* WHAT YOU NEED TO DO *
When you output the entries, begin with the first line and end with the line containing "let config = BotConfig::from_env()?;", keeping each line exactly as it is.

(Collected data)
+--

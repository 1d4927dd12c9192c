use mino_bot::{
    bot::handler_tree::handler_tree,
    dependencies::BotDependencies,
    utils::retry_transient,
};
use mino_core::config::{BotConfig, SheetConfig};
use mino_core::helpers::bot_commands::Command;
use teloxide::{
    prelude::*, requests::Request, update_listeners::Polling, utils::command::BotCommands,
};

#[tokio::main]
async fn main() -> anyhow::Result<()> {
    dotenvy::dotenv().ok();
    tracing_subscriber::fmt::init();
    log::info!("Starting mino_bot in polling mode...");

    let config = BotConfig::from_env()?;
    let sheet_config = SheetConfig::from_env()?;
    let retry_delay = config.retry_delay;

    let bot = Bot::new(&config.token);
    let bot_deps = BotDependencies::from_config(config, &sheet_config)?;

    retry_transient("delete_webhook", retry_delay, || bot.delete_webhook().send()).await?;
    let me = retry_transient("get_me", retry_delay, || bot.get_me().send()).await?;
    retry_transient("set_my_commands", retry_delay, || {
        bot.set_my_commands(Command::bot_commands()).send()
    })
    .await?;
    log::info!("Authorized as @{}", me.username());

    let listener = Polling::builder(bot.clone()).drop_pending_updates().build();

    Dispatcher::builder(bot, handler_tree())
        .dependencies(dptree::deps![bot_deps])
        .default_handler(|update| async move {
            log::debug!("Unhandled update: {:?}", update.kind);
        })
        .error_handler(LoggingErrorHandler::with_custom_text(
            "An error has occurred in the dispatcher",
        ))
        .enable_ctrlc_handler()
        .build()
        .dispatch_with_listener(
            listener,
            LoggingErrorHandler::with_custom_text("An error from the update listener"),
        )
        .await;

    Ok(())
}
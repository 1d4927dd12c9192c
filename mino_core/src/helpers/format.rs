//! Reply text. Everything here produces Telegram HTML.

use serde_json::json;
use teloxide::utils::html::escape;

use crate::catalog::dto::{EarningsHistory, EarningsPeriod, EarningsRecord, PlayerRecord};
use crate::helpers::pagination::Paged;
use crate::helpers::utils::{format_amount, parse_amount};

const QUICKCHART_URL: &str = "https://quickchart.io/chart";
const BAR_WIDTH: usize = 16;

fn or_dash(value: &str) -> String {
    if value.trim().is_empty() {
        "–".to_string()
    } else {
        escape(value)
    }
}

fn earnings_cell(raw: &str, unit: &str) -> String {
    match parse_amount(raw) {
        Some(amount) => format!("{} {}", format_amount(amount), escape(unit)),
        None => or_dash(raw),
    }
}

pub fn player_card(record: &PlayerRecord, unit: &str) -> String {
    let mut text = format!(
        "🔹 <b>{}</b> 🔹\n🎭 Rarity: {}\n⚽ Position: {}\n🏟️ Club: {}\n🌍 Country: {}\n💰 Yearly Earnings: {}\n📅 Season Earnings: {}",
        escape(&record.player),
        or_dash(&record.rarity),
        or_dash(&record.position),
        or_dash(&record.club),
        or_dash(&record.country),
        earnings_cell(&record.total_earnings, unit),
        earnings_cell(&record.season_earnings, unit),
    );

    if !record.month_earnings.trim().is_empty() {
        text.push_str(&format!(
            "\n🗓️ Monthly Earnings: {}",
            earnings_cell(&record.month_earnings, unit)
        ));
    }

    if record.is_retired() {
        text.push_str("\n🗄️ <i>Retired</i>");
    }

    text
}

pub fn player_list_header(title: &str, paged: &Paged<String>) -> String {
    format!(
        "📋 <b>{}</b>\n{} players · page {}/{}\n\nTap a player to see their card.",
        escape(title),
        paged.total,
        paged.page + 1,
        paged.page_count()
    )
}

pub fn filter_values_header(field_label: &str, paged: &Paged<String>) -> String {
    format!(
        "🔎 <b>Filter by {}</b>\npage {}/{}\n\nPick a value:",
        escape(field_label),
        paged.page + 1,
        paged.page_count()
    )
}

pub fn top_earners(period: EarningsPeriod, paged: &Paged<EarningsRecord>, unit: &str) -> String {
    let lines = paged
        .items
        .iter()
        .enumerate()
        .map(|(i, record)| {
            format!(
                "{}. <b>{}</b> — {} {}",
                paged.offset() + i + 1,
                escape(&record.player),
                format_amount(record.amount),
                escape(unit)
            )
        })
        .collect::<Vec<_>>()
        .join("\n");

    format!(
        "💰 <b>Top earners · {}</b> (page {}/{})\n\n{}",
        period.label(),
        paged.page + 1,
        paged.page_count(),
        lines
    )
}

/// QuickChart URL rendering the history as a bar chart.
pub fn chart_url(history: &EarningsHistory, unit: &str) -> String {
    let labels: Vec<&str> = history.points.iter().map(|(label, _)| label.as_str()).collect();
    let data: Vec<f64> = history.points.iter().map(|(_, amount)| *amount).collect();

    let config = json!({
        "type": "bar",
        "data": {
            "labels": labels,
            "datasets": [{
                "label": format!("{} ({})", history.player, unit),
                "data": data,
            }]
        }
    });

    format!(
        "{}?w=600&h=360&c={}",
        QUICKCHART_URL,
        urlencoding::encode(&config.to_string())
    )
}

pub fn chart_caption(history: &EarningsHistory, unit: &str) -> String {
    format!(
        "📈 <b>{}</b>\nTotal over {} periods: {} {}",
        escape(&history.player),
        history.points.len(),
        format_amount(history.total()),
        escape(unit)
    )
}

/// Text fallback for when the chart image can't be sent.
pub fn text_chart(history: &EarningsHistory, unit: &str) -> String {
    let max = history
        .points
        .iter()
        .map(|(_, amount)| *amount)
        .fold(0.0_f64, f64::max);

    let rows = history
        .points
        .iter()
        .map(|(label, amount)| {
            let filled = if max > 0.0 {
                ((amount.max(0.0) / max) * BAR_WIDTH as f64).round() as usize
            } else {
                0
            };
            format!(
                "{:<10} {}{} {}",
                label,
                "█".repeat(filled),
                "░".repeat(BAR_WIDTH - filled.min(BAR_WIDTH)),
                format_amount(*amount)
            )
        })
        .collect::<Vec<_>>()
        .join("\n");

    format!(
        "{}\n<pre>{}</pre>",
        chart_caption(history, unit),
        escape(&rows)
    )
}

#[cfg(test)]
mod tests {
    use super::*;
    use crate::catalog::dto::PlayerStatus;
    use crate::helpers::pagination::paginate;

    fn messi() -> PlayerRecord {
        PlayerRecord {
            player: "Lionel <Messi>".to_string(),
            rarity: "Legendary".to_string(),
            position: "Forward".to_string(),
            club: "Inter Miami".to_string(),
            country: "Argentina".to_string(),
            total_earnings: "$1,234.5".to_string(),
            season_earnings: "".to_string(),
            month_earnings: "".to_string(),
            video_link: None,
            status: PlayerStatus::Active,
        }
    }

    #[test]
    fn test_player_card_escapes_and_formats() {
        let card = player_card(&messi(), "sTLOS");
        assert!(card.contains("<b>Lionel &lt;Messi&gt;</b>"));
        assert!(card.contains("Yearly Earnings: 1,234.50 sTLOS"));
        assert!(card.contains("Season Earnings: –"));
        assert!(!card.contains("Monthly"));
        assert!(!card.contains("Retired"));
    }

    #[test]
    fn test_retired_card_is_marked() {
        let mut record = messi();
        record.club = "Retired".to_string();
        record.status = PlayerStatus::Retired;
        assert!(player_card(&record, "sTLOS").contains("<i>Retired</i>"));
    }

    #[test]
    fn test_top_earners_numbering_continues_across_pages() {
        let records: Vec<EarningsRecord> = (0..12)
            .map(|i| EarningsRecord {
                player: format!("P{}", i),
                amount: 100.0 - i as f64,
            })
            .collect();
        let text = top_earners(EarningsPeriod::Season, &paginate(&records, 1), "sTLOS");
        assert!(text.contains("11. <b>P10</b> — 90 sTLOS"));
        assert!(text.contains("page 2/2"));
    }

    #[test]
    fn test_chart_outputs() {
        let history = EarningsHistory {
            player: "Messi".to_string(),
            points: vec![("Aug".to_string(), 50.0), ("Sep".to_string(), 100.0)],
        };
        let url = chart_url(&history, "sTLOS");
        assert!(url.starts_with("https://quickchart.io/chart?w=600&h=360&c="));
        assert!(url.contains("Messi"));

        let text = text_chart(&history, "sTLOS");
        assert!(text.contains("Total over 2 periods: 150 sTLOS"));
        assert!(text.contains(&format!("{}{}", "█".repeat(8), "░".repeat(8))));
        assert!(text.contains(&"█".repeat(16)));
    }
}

+--

* ANSWER BELOW *
repository 1d4927dd12c9192c
use mino_bot::{
    bot::handler_tree::handler_tree,
    dependencies::BotDependencies,
    utils::retry_transient,
};
use mino_core::config::{BotConfig, SheetConfig};
use mino_core::helpers::bot_commands::Command;
use teloxide::{
    prelude::*, requests::Request, update_listeners::Polling, utils::command::BotCommands,
};

#[tokio::main]
async fn main() -> anyhow::Result<()> {
    dotenvy::dotenv().ok();
    tracing_subscriber::fmt::init();
    log::info!("Starting mino_bot in polling mode...");

    let config = BotConfig::from_env()?;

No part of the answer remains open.